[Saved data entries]
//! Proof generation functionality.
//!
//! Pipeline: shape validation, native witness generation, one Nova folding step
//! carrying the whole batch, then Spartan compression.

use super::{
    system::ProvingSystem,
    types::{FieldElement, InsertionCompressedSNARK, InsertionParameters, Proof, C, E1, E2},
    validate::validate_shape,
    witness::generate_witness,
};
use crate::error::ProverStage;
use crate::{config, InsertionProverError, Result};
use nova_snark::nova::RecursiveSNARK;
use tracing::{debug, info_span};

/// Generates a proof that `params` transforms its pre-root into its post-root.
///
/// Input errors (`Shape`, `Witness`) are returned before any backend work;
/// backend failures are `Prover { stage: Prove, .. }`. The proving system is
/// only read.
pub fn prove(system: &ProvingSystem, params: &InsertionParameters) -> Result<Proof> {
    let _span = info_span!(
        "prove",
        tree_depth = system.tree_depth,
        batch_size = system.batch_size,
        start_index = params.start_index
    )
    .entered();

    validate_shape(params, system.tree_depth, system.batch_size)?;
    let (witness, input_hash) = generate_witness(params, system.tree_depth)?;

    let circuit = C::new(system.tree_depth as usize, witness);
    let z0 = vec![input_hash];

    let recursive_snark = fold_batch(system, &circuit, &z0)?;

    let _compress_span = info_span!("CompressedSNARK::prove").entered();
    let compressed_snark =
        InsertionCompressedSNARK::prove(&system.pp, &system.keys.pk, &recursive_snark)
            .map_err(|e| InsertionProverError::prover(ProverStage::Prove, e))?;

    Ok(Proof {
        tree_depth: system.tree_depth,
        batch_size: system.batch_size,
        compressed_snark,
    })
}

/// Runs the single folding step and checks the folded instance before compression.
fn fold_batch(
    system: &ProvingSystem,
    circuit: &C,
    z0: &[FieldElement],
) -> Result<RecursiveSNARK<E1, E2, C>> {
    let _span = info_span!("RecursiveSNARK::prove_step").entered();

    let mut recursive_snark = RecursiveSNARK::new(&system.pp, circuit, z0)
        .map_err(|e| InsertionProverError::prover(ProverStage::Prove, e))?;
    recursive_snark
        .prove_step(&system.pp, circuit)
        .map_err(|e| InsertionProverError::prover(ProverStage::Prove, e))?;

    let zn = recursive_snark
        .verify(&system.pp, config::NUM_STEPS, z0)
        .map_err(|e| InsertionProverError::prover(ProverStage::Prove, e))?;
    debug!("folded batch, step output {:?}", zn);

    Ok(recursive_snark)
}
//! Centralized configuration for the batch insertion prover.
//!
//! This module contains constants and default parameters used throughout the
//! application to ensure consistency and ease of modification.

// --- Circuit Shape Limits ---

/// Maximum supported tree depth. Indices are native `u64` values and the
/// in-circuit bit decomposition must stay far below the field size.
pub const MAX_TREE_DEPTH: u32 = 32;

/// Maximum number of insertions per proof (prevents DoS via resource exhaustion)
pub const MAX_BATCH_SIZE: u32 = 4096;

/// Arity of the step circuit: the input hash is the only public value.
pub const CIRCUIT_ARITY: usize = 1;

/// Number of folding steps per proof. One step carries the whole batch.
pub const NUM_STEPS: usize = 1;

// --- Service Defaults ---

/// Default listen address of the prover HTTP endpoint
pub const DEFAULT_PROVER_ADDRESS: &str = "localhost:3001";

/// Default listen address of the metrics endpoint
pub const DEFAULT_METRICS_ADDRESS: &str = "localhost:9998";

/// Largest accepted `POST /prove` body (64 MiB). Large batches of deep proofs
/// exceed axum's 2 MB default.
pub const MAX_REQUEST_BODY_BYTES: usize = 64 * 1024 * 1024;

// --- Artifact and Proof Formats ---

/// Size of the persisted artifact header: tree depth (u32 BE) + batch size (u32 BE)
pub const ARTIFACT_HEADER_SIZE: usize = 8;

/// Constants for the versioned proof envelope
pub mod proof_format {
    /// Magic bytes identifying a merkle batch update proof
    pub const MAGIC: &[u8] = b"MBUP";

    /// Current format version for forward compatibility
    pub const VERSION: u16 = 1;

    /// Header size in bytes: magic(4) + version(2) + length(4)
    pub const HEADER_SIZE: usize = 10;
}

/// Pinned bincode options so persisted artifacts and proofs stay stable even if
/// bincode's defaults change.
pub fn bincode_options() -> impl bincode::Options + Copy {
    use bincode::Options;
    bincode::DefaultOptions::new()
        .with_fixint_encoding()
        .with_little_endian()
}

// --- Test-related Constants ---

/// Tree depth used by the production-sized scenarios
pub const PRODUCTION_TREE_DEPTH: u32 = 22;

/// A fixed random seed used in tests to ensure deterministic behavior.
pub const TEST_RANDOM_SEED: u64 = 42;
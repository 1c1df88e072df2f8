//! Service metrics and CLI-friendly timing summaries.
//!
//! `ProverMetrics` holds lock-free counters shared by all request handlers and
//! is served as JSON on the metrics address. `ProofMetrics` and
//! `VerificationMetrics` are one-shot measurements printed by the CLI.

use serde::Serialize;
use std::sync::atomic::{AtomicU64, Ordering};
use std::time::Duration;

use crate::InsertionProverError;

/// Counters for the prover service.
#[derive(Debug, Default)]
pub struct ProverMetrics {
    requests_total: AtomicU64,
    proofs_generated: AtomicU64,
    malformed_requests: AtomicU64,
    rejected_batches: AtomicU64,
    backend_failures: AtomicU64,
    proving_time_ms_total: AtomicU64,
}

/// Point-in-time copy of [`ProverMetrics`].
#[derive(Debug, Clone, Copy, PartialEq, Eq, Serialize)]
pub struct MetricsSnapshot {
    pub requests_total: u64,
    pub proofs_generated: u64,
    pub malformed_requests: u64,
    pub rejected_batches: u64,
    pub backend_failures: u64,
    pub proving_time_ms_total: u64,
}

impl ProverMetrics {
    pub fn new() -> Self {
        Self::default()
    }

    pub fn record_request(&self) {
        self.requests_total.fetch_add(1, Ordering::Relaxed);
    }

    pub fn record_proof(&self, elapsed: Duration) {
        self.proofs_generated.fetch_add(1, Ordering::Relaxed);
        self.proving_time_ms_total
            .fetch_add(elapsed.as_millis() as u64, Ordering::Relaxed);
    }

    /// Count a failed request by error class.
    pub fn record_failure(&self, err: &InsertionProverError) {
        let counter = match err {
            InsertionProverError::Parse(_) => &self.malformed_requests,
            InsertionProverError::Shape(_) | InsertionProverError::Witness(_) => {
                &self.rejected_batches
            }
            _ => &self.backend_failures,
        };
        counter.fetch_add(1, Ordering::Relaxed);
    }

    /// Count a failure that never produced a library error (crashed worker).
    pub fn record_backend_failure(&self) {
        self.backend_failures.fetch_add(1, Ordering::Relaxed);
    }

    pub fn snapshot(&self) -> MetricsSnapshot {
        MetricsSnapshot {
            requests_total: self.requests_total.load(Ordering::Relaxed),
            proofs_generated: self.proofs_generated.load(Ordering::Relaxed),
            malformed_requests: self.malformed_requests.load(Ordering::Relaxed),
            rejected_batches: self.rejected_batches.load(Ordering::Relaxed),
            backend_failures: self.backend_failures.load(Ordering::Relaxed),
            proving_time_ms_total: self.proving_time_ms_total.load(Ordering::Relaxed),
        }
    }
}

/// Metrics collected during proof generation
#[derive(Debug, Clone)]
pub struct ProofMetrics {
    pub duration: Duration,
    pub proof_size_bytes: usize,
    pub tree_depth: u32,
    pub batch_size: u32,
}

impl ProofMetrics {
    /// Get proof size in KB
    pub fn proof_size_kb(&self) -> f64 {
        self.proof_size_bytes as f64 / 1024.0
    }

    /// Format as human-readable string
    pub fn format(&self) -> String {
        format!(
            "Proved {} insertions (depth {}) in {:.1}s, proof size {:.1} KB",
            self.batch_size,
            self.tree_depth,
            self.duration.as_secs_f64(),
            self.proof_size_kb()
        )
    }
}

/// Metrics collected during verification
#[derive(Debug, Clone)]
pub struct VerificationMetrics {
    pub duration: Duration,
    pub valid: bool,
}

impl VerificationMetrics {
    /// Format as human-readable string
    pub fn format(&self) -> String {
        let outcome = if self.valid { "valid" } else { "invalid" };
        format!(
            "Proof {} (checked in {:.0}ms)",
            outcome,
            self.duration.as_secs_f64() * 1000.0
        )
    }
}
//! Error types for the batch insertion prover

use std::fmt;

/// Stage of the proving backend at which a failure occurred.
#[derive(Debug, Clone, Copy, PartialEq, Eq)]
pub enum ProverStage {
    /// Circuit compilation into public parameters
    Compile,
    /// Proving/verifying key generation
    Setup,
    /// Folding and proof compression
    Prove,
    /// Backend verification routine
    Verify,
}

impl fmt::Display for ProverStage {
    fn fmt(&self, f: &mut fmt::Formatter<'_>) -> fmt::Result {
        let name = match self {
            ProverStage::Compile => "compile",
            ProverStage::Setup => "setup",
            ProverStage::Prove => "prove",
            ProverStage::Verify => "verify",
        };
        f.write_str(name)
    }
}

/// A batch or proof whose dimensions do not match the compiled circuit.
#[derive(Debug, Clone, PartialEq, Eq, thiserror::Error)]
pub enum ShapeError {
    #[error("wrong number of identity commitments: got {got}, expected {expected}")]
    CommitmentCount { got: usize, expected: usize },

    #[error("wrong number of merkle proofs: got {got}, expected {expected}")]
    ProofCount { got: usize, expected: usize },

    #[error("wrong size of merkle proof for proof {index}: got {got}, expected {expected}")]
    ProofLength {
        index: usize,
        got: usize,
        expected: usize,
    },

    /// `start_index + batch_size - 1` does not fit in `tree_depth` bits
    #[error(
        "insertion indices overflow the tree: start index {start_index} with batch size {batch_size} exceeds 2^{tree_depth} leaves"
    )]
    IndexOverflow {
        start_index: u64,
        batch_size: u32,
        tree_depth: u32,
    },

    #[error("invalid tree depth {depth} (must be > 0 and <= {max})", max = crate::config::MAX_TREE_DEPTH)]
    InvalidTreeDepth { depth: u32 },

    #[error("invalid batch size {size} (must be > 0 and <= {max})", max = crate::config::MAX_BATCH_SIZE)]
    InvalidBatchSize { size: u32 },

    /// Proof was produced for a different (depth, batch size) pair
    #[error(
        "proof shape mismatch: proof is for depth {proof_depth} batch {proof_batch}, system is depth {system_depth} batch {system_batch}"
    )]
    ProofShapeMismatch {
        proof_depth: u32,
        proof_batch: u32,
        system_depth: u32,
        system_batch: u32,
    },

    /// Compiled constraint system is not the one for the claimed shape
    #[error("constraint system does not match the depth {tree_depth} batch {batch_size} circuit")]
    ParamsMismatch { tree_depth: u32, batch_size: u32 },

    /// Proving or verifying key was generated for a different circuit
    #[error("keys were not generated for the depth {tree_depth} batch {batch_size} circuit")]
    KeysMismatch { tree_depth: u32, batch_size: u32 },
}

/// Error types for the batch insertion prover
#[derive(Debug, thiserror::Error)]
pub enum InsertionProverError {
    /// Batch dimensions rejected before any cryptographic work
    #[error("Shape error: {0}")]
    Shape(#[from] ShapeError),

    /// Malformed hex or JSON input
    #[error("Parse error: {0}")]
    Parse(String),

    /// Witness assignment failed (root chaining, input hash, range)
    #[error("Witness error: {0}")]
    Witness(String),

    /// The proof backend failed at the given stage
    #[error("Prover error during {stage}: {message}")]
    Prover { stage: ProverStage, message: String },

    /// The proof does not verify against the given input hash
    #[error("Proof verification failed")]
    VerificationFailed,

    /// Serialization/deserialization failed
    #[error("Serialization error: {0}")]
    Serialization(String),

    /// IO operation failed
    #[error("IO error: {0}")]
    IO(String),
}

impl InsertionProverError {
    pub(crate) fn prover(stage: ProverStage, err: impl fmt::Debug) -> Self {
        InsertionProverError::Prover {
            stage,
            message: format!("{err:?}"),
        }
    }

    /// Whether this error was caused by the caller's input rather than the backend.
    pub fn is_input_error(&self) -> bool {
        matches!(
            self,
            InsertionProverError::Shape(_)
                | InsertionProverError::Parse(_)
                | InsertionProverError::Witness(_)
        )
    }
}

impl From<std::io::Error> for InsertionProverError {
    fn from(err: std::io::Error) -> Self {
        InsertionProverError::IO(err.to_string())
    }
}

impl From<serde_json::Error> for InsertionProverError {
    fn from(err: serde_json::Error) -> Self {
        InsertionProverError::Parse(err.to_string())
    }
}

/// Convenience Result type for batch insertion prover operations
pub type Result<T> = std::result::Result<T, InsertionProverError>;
--
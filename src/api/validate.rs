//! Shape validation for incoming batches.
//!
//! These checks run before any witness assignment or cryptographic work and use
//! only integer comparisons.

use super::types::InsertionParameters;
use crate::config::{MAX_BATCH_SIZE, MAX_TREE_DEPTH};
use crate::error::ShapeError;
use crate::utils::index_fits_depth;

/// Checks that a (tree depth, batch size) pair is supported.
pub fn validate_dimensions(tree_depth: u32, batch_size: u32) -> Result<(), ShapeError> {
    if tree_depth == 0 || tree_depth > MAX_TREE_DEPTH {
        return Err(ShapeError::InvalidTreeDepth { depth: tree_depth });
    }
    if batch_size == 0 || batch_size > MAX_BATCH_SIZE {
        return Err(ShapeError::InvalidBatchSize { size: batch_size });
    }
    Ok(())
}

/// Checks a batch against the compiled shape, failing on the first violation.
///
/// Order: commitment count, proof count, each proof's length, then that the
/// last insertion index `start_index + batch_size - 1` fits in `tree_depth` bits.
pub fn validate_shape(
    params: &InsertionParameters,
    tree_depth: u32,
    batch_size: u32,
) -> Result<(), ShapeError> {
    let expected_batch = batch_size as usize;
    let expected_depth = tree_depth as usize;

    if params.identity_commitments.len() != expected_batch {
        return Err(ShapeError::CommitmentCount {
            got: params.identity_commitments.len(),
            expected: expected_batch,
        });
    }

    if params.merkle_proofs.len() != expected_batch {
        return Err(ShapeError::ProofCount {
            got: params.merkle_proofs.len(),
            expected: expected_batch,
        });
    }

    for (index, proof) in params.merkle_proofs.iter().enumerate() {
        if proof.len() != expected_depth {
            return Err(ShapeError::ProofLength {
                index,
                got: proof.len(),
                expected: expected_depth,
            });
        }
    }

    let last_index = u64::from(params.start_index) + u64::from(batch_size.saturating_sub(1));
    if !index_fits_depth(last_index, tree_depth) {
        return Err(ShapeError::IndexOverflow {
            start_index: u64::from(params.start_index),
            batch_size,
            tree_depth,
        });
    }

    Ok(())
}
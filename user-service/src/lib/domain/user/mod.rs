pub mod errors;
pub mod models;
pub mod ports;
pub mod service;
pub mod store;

→ Your task
From the entries above, extract only the lines running from the one containing "pub mod proof_format" through the one containing "bincode::DefaultOptions::new()", inclusive.

→ Result for this exercise
pub mod proof_format {
    /// Magic bytes identifying a merkle batch update proof
    pub const MAGIC: &[u8] = b"MBUP";

    /// Current format version for forward compatibility
    pub const VERSION: u16 = 1;

    /// Header size in bytes: magic(4) + version(2) + length(4)
    pub const HEADER_SIZE: usize = 10;
}

/// Pinned bincode options so persisted artifacts and proofs stay stable even if
/// bincode's defaults change.
pub fn bincode_options() -> impl bincode::Options + Copy {
    use bincode::Options;
    bincode::DefaultOptions::new()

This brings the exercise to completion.